Extracted material:
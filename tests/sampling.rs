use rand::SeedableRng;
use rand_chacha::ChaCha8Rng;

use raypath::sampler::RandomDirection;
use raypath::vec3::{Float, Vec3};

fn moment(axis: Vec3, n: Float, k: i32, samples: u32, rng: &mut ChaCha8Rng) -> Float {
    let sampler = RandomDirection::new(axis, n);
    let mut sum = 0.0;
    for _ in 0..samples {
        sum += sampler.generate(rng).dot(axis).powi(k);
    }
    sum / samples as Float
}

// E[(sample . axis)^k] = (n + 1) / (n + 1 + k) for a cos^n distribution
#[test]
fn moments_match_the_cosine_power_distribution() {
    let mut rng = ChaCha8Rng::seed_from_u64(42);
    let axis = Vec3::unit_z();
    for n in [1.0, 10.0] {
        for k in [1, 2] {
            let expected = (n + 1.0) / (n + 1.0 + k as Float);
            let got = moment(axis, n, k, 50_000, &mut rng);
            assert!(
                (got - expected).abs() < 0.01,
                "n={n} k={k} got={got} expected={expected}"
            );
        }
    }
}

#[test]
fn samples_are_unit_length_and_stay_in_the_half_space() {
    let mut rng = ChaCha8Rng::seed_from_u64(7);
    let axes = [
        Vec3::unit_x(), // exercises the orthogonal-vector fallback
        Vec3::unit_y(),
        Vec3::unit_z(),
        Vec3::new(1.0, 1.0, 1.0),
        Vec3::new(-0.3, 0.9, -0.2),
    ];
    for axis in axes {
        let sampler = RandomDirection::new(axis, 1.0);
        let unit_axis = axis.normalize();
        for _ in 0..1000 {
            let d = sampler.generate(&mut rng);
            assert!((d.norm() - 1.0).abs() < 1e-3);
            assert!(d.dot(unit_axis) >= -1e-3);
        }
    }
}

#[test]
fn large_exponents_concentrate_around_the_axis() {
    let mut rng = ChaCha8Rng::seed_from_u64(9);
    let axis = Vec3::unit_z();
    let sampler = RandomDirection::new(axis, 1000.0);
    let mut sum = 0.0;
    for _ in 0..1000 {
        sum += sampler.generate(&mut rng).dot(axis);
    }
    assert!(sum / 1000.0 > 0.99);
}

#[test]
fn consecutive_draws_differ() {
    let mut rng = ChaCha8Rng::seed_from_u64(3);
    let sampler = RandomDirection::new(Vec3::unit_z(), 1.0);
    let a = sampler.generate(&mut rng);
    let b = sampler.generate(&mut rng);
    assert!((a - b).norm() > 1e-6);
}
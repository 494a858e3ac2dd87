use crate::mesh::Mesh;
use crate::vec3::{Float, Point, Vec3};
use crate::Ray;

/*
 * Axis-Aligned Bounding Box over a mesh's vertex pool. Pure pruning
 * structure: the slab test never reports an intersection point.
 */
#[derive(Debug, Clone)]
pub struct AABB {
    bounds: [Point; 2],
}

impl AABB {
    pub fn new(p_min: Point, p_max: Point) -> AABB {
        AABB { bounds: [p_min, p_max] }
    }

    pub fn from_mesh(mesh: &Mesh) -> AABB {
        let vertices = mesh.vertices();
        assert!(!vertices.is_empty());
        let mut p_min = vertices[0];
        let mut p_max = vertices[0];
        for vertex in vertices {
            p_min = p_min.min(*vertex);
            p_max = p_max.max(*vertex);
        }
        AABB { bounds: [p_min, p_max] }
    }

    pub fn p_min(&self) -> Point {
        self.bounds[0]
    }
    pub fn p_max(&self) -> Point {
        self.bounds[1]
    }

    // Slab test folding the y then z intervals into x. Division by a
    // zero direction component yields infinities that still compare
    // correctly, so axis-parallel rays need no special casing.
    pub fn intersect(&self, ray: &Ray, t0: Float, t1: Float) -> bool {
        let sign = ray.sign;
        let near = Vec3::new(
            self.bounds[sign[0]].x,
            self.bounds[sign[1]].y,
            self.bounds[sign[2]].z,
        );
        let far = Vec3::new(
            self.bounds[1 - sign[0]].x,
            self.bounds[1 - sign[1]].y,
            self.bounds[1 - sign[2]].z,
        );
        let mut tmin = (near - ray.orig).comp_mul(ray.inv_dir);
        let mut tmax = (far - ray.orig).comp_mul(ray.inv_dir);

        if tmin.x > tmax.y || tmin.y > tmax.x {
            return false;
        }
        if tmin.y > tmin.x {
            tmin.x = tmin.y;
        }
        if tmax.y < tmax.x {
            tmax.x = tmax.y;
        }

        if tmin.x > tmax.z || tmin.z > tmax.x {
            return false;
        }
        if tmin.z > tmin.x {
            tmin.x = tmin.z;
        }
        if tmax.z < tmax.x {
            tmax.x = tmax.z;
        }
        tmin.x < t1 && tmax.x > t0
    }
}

Task to carry out: Return a copy of each line in the entries that carries the string "expected".

The answer:
            let expected = (n + 1.0) / (n + 1.0 + k as Float);
                (got - expected).abs() < 0.01,
                "n={n} k={k} got={got} expected={expected}"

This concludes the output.